_Exercise material:_
%%

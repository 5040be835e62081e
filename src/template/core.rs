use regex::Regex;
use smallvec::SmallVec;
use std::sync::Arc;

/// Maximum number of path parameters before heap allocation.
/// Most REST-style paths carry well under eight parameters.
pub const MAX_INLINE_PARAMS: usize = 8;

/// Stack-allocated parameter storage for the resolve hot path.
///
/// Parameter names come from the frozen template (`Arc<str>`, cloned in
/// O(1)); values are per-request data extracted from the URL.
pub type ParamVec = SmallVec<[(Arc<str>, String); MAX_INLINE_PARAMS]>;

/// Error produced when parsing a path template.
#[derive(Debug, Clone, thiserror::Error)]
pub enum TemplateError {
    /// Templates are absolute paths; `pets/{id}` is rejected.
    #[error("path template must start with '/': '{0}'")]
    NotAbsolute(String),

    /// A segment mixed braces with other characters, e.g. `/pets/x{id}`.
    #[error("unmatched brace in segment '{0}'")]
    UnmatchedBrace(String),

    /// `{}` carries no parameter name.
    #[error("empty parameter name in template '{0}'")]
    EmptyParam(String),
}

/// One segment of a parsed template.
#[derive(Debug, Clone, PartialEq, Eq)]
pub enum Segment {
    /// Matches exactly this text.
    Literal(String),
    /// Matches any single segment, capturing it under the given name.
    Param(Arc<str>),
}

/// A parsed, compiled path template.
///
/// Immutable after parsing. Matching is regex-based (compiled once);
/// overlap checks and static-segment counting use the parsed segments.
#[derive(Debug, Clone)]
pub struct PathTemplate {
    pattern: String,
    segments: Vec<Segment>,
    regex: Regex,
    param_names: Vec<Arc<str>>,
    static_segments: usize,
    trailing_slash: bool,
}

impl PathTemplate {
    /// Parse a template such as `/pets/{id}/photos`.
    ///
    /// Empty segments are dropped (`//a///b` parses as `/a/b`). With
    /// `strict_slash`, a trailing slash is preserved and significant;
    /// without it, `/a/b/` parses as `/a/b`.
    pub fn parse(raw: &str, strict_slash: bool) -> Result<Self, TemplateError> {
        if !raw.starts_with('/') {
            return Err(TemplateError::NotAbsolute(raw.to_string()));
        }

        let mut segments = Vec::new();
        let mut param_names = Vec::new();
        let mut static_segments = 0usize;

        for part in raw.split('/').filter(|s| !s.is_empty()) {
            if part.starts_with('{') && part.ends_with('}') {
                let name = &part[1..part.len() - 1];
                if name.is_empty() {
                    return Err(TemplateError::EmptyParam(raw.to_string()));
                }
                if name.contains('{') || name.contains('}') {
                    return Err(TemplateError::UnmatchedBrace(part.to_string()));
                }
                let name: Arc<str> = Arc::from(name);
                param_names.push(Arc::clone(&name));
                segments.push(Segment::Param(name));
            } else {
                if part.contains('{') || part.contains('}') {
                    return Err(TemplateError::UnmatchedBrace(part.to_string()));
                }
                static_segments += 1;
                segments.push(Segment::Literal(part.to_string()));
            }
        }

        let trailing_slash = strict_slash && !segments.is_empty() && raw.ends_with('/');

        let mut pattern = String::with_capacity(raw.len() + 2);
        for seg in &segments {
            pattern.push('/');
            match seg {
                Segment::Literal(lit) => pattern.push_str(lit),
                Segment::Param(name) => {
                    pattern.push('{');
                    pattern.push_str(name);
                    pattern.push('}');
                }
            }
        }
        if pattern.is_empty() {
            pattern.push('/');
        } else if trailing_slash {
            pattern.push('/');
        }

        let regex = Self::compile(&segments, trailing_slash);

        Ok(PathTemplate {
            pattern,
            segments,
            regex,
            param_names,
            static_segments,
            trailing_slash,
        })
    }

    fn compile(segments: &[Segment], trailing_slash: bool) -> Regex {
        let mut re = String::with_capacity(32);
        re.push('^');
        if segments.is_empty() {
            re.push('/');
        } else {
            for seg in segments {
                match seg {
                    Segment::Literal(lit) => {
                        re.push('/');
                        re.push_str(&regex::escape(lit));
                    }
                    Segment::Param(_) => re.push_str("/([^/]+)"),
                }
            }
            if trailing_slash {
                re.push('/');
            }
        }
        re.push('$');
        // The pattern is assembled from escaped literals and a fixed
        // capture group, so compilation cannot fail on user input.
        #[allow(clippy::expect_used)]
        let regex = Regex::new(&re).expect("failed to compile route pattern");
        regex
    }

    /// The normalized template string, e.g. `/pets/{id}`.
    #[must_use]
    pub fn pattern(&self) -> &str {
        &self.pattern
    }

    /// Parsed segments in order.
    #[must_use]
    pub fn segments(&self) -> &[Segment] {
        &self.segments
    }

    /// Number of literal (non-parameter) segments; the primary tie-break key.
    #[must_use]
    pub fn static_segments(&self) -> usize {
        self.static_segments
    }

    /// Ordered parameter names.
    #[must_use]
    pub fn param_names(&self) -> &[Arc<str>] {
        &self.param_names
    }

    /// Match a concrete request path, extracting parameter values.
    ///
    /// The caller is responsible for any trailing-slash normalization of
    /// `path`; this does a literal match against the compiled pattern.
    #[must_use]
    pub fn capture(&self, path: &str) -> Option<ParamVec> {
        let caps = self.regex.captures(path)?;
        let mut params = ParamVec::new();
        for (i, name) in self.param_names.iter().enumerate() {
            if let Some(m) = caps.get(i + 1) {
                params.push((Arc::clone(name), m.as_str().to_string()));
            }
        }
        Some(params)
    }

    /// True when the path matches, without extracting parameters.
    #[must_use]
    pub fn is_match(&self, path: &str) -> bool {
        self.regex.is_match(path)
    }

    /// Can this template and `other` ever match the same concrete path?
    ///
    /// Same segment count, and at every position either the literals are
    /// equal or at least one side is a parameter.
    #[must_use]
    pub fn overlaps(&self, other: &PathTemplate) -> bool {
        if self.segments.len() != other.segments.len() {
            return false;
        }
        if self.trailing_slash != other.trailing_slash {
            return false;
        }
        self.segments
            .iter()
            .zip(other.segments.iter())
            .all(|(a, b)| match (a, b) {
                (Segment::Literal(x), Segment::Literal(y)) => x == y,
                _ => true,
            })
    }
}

%%
%%

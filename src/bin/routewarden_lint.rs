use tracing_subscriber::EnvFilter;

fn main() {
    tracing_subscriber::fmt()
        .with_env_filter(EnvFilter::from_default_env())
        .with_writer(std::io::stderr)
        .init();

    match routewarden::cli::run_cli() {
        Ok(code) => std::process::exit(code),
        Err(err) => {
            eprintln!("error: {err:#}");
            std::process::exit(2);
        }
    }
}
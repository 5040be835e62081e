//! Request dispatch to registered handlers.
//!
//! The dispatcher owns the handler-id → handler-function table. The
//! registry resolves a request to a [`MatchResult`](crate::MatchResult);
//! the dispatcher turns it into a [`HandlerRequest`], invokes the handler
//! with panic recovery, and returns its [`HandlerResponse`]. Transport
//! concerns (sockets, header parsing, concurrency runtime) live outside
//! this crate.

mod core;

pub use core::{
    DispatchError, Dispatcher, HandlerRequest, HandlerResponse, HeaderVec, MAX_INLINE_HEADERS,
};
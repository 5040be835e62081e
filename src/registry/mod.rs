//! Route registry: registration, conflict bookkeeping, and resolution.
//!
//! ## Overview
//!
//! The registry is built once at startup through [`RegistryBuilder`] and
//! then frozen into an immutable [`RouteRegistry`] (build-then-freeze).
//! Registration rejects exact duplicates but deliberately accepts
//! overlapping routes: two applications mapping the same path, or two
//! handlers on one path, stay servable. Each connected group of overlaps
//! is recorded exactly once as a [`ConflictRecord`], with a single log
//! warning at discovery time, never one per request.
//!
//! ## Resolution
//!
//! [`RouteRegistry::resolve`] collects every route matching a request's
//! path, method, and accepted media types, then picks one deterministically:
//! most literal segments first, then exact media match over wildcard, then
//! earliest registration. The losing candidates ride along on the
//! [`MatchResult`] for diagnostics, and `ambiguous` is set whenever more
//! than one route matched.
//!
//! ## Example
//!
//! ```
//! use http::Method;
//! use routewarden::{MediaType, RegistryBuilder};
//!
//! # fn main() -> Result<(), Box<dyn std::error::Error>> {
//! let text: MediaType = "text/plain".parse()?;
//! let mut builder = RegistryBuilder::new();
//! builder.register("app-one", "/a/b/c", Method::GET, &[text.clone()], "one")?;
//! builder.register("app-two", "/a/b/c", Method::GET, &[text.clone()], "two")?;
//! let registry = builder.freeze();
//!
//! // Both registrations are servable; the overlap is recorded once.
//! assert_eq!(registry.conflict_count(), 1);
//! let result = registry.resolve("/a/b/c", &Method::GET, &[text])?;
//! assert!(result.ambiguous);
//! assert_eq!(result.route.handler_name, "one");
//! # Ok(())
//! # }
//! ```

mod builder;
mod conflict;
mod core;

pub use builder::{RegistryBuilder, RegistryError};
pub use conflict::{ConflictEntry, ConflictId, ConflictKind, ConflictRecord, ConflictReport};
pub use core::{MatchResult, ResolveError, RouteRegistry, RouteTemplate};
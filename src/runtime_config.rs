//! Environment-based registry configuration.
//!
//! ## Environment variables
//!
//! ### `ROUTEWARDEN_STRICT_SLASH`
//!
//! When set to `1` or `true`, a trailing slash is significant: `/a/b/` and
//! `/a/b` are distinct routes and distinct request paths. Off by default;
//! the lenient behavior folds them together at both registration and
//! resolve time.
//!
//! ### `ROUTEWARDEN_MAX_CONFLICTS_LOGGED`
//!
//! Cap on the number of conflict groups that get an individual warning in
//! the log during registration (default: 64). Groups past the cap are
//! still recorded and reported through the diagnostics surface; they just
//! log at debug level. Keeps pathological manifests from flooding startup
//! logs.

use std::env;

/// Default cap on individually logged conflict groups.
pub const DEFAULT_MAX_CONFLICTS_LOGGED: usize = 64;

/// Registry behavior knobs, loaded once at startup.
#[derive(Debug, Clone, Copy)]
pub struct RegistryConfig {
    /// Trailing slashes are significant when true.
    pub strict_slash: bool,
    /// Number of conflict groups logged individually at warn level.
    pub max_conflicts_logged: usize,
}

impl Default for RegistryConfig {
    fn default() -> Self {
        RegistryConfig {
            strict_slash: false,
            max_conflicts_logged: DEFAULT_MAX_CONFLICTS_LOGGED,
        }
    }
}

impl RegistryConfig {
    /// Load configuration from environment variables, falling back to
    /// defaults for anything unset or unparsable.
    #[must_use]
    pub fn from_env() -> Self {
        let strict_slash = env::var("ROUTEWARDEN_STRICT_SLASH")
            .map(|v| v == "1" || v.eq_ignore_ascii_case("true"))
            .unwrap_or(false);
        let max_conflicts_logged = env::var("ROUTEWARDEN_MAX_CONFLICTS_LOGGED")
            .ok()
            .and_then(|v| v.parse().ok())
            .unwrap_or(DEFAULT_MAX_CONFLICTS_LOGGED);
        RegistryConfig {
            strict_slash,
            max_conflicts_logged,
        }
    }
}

%%
%%

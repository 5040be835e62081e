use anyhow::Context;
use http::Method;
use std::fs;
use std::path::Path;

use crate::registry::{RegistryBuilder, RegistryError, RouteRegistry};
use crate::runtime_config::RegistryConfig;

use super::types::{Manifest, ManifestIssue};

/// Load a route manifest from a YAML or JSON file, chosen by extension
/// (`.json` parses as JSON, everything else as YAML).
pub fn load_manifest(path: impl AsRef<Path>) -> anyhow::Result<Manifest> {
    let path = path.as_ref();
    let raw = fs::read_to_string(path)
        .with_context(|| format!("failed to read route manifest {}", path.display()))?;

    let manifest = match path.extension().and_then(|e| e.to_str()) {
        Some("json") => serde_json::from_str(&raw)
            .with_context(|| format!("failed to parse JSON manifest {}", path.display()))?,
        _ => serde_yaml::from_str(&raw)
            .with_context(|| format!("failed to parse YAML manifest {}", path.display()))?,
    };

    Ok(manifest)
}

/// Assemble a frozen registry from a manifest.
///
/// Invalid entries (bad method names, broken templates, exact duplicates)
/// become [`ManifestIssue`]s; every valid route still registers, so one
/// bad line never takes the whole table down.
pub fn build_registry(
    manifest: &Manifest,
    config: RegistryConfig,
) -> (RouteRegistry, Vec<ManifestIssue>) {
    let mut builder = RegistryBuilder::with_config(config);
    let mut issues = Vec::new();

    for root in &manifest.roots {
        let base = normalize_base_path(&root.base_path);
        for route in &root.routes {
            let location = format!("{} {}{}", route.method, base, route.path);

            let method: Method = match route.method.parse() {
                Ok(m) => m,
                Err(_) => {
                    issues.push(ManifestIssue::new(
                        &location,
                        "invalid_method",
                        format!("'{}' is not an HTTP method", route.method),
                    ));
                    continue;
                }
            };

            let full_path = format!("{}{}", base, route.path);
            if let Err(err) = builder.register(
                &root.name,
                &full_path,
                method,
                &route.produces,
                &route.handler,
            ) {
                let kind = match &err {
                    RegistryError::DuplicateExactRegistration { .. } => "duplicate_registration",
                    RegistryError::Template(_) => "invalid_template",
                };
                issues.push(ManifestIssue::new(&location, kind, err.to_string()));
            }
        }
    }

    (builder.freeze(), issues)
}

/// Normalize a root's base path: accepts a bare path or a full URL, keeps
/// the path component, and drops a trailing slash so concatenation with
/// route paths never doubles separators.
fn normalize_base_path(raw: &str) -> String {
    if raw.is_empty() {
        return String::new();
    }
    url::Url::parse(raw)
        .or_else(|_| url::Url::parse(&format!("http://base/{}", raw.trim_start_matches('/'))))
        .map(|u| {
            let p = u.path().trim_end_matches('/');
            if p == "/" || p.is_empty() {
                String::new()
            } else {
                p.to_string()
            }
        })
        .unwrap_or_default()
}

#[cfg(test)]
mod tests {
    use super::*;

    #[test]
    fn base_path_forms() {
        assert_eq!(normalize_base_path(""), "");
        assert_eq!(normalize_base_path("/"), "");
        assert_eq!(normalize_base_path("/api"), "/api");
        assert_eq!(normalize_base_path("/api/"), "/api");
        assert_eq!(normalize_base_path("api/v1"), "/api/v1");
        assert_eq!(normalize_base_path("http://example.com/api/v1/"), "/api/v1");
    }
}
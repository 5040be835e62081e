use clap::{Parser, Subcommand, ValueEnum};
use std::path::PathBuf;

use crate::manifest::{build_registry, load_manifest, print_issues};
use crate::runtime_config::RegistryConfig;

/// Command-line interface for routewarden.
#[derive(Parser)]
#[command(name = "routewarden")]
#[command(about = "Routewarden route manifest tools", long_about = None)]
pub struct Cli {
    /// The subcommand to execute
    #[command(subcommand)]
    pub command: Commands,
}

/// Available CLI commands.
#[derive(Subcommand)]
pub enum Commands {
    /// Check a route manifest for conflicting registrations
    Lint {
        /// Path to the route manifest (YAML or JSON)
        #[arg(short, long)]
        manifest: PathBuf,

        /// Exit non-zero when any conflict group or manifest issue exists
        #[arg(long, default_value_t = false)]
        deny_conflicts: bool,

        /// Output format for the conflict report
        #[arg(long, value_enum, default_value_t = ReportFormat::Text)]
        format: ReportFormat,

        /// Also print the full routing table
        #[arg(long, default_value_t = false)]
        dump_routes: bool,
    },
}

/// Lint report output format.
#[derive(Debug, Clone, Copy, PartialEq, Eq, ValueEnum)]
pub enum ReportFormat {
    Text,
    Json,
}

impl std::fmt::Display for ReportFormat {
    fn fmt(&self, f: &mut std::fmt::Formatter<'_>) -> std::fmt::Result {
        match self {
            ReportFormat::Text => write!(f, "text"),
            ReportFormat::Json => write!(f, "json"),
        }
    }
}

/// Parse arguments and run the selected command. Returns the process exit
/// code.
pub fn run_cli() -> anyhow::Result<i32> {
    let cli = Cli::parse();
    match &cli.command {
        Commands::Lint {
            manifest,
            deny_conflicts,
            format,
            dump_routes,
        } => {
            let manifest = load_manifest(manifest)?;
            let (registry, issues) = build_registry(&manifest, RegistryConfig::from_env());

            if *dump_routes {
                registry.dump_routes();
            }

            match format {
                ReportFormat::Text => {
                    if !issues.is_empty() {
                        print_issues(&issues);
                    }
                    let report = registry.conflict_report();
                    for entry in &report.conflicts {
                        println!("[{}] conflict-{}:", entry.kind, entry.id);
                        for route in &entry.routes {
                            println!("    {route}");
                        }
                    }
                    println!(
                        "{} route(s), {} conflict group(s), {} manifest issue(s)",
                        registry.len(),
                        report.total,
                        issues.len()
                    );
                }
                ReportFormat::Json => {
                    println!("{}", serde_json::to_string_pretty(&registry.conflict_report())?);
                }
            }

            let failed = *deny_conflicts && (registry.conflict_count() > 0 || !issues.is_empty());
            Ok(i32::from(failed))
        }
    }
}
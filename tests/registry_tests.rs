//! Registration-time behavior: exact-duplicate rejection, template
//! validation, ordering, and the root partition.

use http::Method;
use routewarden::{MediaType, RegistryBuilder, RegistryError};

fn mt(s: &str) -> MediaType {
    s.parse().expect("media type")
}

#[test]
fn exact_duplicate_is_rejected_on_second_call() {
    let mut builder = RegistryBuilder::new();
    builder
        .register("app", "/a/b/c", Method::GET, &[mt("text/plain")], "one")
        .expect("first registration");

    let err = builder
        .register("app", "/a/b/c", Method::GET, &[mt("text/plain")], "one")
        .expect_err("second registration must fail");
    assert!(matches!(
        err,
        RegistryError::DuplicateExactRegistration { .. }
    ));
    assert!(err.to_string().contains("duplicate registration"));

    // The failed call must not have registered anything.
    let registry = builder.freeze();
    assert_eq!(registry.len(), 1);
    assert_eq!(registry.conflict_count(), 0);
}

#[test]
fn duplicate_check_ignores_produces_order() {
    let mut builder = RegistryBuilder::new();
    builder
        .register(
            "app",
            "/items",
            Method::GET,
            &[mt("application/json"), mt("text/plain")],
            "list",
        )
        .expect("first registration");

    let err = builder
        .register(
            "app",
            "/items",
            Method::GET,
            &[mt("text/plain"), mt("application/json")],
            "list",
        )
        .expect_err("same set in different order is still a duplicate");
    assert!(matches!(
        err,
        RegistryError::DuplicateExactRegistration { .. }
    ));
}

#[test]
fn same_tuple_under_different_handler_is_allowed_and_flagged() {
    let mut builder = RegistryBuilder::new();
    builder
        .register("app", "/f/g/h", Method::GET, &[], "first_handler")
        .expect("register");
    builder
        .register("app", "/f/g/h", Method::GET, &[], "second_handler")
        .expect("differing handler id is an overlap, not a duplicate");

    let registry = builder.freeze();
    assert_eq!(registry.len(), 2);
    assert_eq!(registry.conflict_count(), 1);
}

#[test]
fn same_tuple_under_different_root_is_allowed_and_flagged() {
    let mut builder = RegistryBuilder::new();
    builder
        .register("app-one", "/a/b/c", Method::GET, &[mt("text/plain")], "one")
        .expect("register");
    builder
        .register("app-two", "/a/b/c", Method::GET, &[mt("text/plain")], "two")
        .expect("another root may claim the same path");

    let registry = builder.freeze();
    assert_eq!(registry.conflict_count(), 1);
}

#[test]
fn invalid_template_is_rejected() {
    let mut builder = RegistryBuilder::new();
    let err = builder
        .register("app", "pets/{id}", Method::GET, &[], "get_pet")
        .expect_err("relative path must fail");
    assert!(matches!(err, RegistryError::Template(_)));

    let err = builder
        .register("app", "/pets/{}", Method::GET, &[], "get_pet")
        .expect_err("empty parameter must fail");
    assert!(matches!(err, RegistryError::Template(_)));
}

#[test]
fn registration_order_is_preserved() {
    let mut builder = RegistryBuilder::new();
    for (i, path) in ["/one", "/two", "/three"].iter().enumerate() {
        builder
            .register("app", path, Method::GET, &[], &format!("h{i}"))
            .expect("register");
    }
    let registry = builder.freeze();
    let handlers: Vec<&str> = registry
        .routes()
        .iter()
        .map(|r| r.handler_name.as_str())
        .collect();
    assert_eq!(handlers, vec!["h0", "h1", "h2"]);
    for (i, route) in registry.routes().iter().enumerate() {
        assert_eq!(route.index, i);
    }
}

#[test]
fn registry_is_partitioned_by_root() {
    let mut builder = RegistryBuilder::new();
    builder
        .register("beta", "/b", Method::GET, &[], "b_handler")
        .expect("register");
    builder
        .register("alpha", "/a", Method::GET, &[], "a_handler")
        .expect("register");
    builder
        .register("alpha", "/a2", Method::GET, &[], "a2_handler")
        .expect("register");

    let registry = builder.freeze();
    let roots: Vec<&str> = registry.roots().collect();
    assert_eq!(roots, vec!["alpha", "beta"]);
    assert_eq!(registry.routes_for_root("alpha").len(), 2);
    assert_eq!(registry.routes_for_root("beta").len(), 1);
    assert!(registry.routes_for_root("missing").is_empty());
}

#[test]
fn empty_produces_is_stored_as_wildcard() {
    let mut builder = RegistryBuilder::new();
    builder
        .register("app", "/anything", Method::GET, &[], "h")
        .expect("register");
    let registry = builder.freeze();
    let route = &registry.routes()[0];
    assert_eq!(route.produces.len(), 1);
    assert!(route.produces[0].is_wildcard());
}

%%

_Activity:_ How many lines in the data above contain the string "PartialEq"? Reply with only the number.

_Solution:_ 2